The last test was injection of an anesthetic and corticosteroid in
the subacromial space. In
almost all of the subjects, this test immediately and completely
eliminated their symptom reproduction on testing.
Another 3 had their symptoms resolve by the 3-week follow-up
period. The authors believe that the
injection may block antidromic nerve conduction. Also, common innervation and/or overlapping nerve fibers that
supply the neck, upper back, and the shoulder may be sources of referred
pain. Muscle overload from
protection in the neck region may also cause strain and pain, and
injection into the subacromial space may cause the supraspinatus muscle to
relax, therefore alleviating the pain.
The authors did note that mild to moderate limitations in neck
motion were almost always present in the subjects, and almost 75% of the
subjects were MVA patients. COMMENTS The injection of an anesthetic into
the subacromial space is usually considered the gold standard for true
diagnosis of shoulder impingement. If
the pain goes away, that is where the problem came from.

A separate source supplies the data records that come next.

//! Pub/sub broker — broadcast events from services to any number of consumers.

use tokio::sync::broadcast;
use tokio_stream::wrappers::BroadcastStream;

/// Kind of change an event describes.
#[derive(Debug, Clone, Copy, PartialEq, Eq)]
pub enum EventType {
    Created,
    Updated,
    Deleted,
}

/// An event published by a service.
#[derive(Debug, Clone)]
pub struct Event<T> {
    pub event_type: EventType,
    pub payload: T,
}

/// Broadcast-backed event broker.
///
/// Subscribers that fall behind lose the oldest buffered events; the
/// stream reports the lag and continues. Publishers never block.
pub struct Broker<T> {
    tx: broadcast::Sender<Event<T>>,
}

const BROKER_CAPACITY: usize = 256;

impl<T: Clone + Send + 'static> Broker<T> {
    pub fn new() -> Self {
        let (tx, _) = broadcast::channel(BROKER_CAPACITY);
        Self { tx }
    }

    /// Publish an event to all current subscribers.
    pub fn publish(&self, event_type: EventType, payload: T) {
        // No subscribers is not an error.
        let _ = self.tx.send(Event {
            event_type,
            payload,
        });
    }

    /// Subscribe to all future events.
    pub fn subscribe(&self) -> BroadcastStream<Event<T>> {
        BroadcastStream::new(self.tx.subscribe())
    }

    /// Number of live subscribers.
    pub fn subscriber_count(&self) -> usize {
        self.tx.receiver_count()
    }
}

impl<T: Clone + Send + 'static> Default for Broker<T> {
    fn default() -> Self {
        Self::new()
    }
}

#[cfg(test)]
mod tests {
    use super::*;
    use tokio_stream::StreamExt;

    #[tokio::test]
    async fn test_publish_reaches_subscriber() {
        let broker: Broker<String> = Broker::new();
        let mut stream = broker.subscribe();

        broker.publish(EventType::Created, "hello".to_string());

        let event = stream.next().await.unwrap().unwrap();
        assert_eq!(event.event_type, EventType::Created);
        assert_eq!(event.payload, "hello");
    }

    #[tokio::test]
    async fn test_multiple_subscribers_each_see_events() {
        let broker: Broker<u32> = Broker::new();
        let mut a = broker.subscribe();
        let mut b = broker.subscribe();

        broker.publish(EventType::Updated, 7);

        assert_eq!(a.next().await.unwrap().unwrap().payload, 7);
        assert_eq!(b.next().await.unwrap().unwrap().payload, 7);
    }

    #[tokio::test]
    async fn test_publish_without_subscribers_is_ok() {
        let broker: Broker<u32> = Broker::new();
        broker.publish(EventType::Deleted, 1);
        assert_eq!(broker.subscriber_count(), 0);
    }
}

We often see patients with shoulder pain that is actually caused by
the neck, and this is often overlooked.
I have had both of my recent students perform evaluations on me for
what really appears to be a shoulder problem.

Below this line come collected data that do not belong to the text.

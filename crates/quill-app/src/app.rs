//! Application startup, event forwarding, and shutdown.

use std::sync::Arc;
use std::time::Duration;

use tokio::sync::mpsc;
use tokio::task::JoinHandle;
use tokio_stream::wrappers::errors::BroadcastStreamRecvError;
use tokio_stream::wrappers::BroadcastStream;
use tokio_stream::StreamExt;
use tokio_util::sync::CancellationToken;
use tracing::{error, info, warn};

use quill_core::config::Config;
use quill_core::message::{InMemoryMessageService, Message, MessageService};
use quill_core::permission::{
    CreatePermissionRequest, InteractivePermissionService, PermissionDecision, PermissionRequest,
    PermissionService,
};
use quill_core::pubsub::{Event, EventType};
use quill_core::session::{InMemorySessionService, Session, SessionService};
use quill_extensions::{
    ExtensionContext, ExtensionLoader, ExtensionRegistry, Services,
};
use quill_skills::SkillsExtension;

/// How long a forwarder waits on a slow consumer before dropping a message.
const SLOW_CONSUMER_TIMEOUT: Duration = Duration::from_secs(2);

/// Capacity of the application event channel.
const EVENT_CHANNEL_CAPACITY: usize = 100;

/// Service events surfaced to the host frontend.
#[derive(Debug, Clone)]
pub enum AppEvent {
    Session(Event<Session>),
    Message(Event<Message>),
    Permission(Event<PermissionRequest>),
}

/// The assembled application.
pub struct App {
    pub config: Arc<Config>,
    pub sessions: Arc<dyn SessionService>,
    pub messages: Arc<dyn MessageService>,
    pub permissions: Arc<dyn PermissionService>,
    pub registry: Arc<ExtensionRegistry>,

    // Keeps extension library handles alive for the process lifetime.
    #[allow(dead_code)]
    loader: ExtensionLoader,

    extension_ctx: ExtensionContext,
    cancel: CancellationToken,
    tasks: Vec<JoinHandle<()>>,
    events_rx: Option<mpsc::Receiver<AppEvent>>,
}

impl App {
    /// Build the application: construct services, load extensions, run the
    /// config hooks, and start the event forwarders.
    pub async fn new(mut config: Config) -> anyhow::Result<Self> {
        let permissions_cfg = config.permissions.clone().unwrap_or_default();

        let sessions = InMemorySessionService::new();
        let messages = InMemoryMessageService::new();
        let permissions = InteractivePermissionService::new(
            permissions_cfg.skip_requests,
            permissions_cfg.allowed_tools,
        );

        let registry = Arc::new(ExtensionRegistry::new());
        let loader = ExtensionLoader::new(registry.clone());
        let cancel = CancellationToken::new();

        let extension_ctx = ExtensionContext {
            config: Arc::new(config.clone()),
            services: Services {
                sessions: sessions.clone(),
                messages: messages.clone(),
                permissions: permissions.clone(),
            },
            working_dir: config.working_dir(),
        };

        // Configured extensions first, then the built-ins.
        let loaded = loader.load_from_config(&config, &extension_ctx).await;

        if let Err(e) = registry
            .load(Arc::new(SkillsExtension::new()), &extension_ctx)
            .await
        {
            warn!(error = %e, "Failed to load skills extension");
        }

        // Config hooks run before any service consumes the configuration.
        registry.trigger_config_load(&cancel, &mut config).await?;
        let config = Arc::new(config);

        info!(count = registry.list().await.len(), configured = loaded, "Extensions initialized");

        let (events_tx, events_rx) = mpsc::channel(EVENT_CHANNEL_CAPACITY);
        let mut tasks = Vec::new();

        // Forward service events into the extension hook pipelines. Each
        // stream gets its own consumer so a slow hook on one stream never
        // blocks the other.
        tasks.push(spawn_session_forwarder(
            registry.clone(),
            sessions.subscribe(),
            cancel.clone(),
        ));
        tasks.push(spawn_message_forwarder(
            registry.clone(),
            messages.subscribe(),
            cancel.clone(),
        ));

        // Forward service events to the frontend channel.
        tasks.push(setup_subscriber(
            "sessions",
            sessions.subscribe(),
            events_tx.clone(),
            AppEvent::Session,
            cancel.clone(),
        ));
        tasks.push(setup_subscriber(
            "messages",
            messages.subscribe(),
            events_tx.clone(),
            AppEvent::Message,
            cancel.clone(),
        ));
        tasks.push(setup_subscriber(
            "permissions",
            permissions.subscribe(),
            events_tx,
            AppEvent::Permission,
            cancel.clone(),
        ));

        Ok(Self {
            config,
            sessions,
            messages,
            permissions,
            registry,
            loader,
            extension_ctx,
            cancel,
            tasks,
            events_rx: Some(events_rx),
        })
    }

    /// The context handed to extensions; also used for explicit loads.
    pub fn extension_context(&self) -> &ExtensionContext {
        &self.extension_ctx
    }

    /// The application-wide cancellation token.
    pub fn cancellation_token(&self) -> CancellationToken {
        self.cancel.clone()
    }

    /// Take the frontend event stream. Yields `None` after the first call.
    pub fn take_events(&mut self) -> Option<mpsc::Receiver<AppEvent>> {
        self.events_rx.take()
    }

    /// The permission checkpoint: extension decisions first, interactive
    /// prompt as the fallback. A hook failure denies the request.
    pub async fn check_permission(&self, request: CreatePermissionRequest) -> bool {
        match self
            .registry
            .trigger_permission_request(&self.cancel, &request)
            .await
        {
            Ok(Some(PermissionDecision::Allow)) => true,
            Ok(Some(PermissionDecision::Deny)) => false,
            Ok(None) => self.permissions.request(request).await,
            Err(e) => {
                error!(tool = %request.tool_name, error = %e, "Permission hook failed, denying request");
                false
            }
        }
    }

    /// Graceful shutdown: stop the forwarders, drain them, then shut down
    /// every extension.
    pub async fn shutdown(mut self) {
        self.cancel.cancel();
        for task in self.tasks.drain(..) {
            let _ = task.await;
        }
        if let Err(e) = self.registry.shutdown_all().await {
            error!(error = %e, "Extension shutdown reported failures");
        }
    }
}

fn spawn_session_forwarder(
    registry: Arc<ExtensionRegistry>,
    mut stream: BroadcastStream<Event<Session>>,
    cancel: CancellationToken,
) -> JoinHandle<()> {
    tokio::spawn(async move {
        loop {
            tokio::select! {
                _ = cancel.cancelled() => break,
                event = stream.next() => match event {
                    Some(Ok(event)) => {
                        let result = match event.event_type {
                            EventType::Created => {
                                registry.trigger_session_created(&cancel, &event.payload).await
                            }
                            EventType::Updated => {
                                registry.trigger_session_updated(&cancel, &event.payload).await
                            }
                            EventType::Deleted => {
                                registry
                                    .trigger_session_deleted(&cancel, &event.payload.id)
                                    .await
                            }
                        };
                        if let Err(e) = result {
                            error!(error = %e, "Session hook failed");
                        }
                    }
                    Some(Err(BroadcastStreamRecvError::Lagged(missed))) => {
                        warn!(missed, "Session event forwarder lagged");
                    }
                    None => break,
                },
            }
        }
    })
}

fn spawn_message_forwarder(
    registry: Arc<ExtensionRegistry>,
    mut stream: BroadcastStream<Event<Message>>,
    cancel: CancellationToken,
) -> JoinHandle<()> {
    tokio::spawn(async move {
        loop {
            tokio::select! {
                _ = cancel.cancelled() => break,
                event = stream.next() => match event {
                    Some(Ok(event)) => {
                        let result = match event.event_type {
                            EventType::Created => {
                                registry.trigger_message_created(&cancel, &event.payload).await
                            }
                            EventType::Updated => {
                                registry.trigger_message_updated(&cancel, &event.payload).await
                            }
                            EventType::Deleted => Ok(()),
                        };
                        if let Err(e) = result {
                            error!(error = %e, "Message hook failed");
                        }
                    }
                    Some(Err(BroadcastStreamRecvError::Lagged(missed))) => {
                        warn!(missed, "Message event forwarder lagged");
                    }
                    None => break,
                },
            }
        }
    })
}

/// Forward a service event stream to the frontend channel, dropping
/// messages a slow consumer cannot take within [`SLOW_CONSUMER_TIMEOUT`].
fn setup_subscriber<T: Clone + Send + 'static>(
    name: &'static str,
    mut stream: BroadcastStream<Event<T>>,
    tx: mpsc::Sender<AppEvent>,
    wrap: fn(Event<T>) -> AppEvent,
    cancel: CancellationToken,
) -> JoinHandle<()> {
    tokio::spawn(async move {
        loop {
            tokio::select! {
                _ = cancel.cancelled() => break,
                event = stream.next() => match event {
                    Some(Ok(event)) => {
                        match tokio::time::timeout(SLOW_CONSUMER_TIMEOUT, tx.send(wrap(event))).await {
                            Ok(Ok(())) => {}
                            Ok(Err(_)) => break, // receiver dropped
                            Err(_) => warn!(name, "message dropped due to slow consumer"),
                        }
                    }
                    Some(Err(BroadcastStreamRecvError::Lagged(missed))) => {
                        warn!(name, missed, "subscription lagged");
                    }
                    None => break,
                },
            }
        }
    })
}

The pain is in the infraspinatus/teres tendon region, it occurred
while military pressing, my rotator cuff tendons are quite sore, and there
is even some impingement, along with a history of AC joint separation.
However, more careful evaluation would reveal that I have the same
impingement pain on the OTHER shoulder, along with the same tenderness to
the cuff tendons on the other side, which is often not assessed.

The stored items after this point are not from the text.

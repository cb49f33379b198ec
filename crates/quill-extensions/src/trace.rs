//! Built-in trace extension — logs agent lifecycle and tool execution
//! events via `tracing`.

use std::sync::Arc;

use async_trait::async_trait;
use tokio_util::sync::CancellationToken;

use crate::hooks::{
    AgentFinishInput, AgentHook, AgentStartInput, AgentStepInput, HookSet, ToolHook,
    ToolHookInput,
};
use crate::{Extension, ExtensionContext, ExtensionInfo};

/// Observes agent and tool activity for debugging and demonstration.
pub struct TraceExtension;

#[async_trait]
impl Extension for TraceExtension {
    fn info(&self) -> ExtensionInfo {
        ExtensionInfo {
            name: "quill-trace".into(),
            version: env!("CARGO_PKG_VERSION").into(),
            description: "Logs agent lifecycle and tool execution events".into(),
            author: "Quill".into(),
        }
    }

    async fn init(&self, _ctx: &ExtensionContext) -> anyhow::Result<()> {
        Ok(())
    }

    fn hooks(&self) -> HookSet {
        HookSet::new()
            .with_agent(Arc::new(TraceAgentHook))
            .with_tool(Arc::new(TraceToolHook))
    }

    async fn shutdown(&self) -> anyhow::Result<()> {
        Ok(())
    }
}

struct TraceAgentHook;

#[async_trait]
impl AgentHook for TraceAgentHook {
    async fn on_agent_start(
        &self,
        _cancel: &CancellationToken,
        input: &AgentStartInput,
    ) -> anyhow::Result<()> {
        tracing::info!(
            session = %input.session_id,
            model = %input.model,
            provider = %input.provider,
            "Agent run starting"
        );
        Ok(())
    }

    async fn on_agent_step(
        &self,
        _cancel: &CancellationToken,
        input: &AgentStepInput,
    ) -> anyhow::Result<()> {
        tracing::debug!(
            session = %input.session_id,
            step = input.step_number,
            tool_calls = input.tool_calls.len(),
            "Agent step"
        );
        Ok(())
    }

    async fn on_agent_finish(
        &self,
        _cancel: &CancellationToken,
        input: &AgentFinishInput,
    ) -> anyhow::Result<()> {
        tracing::info!(
            session = %input.session_id,
            steps = input.total_steps,
            errored = input.error.is_some(),
            "Agent run completed"
        );
        Ok(())
    }
}

struct TraceToolHook;

#[async_trait]
impl ToolHook for TraceToolHook {
    async fn on_tool_execute_before(
        &self,
        _cancel: &CancellationToken,
        input: &ToolHookInput,
    ) -> anyhow::Result<Option<serde_json::Map<String, serde_json::Value>>> {
        tracing::info!(
            session = %input.session_id,
            tool = %input.tool_name,
            "Tool executing"
        );
        Ok(None)
    }

    async fn on_tool_execute_after(
        &self,
        _cancel: &CancellationToken,
        input: &ToolHookInput,
        result: &crate::hooks::ToolHookResult,
    ) -> anyhow::Result<Option<crate::hooks::ToolHookResult>> {
        tracing::info!(
            session = %input.session_id,
            tool = %input.tool_name,
            errored = result.error.is_some(),
            "Tool finished"
        );
        Ok(None)
    }
}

Just because we found a sore spot does not mean that is the
problem! Careful evaluation of my cervical
spine motion and history would find that facet and nerve root encroachment
reproduces my pain. A quick
matter-of-fact screen will not, and did not.
Therefore, I would have been treated for a shoulder problem that
was coming from somewhere else. This
study indicates that neck pain may also come from somewhere else, and the
therapist should be quite sure that he/she does know where it is coming
from. As this weekend’s
course reminded us, listen to the patient and they will tell you what you
need to know. Don’t lead
them into telling you what you want to know. One should also consider an overlap
syndrome, meaning one problem created the other, and by the time they saw
you, there are actually two problems.
A cervical dysfunction causing some C6 encroachment will affect the
strength of the supraspinatus, teres, and infraspinatus, leading to
dysfunctional movement patterns and possibly impingement.
On the other hand, reduced shoulder mechanics could lead to
substitution by the upper trapezius, leading to increased cervical
vertebrae compression, and thus dysfunction in that region.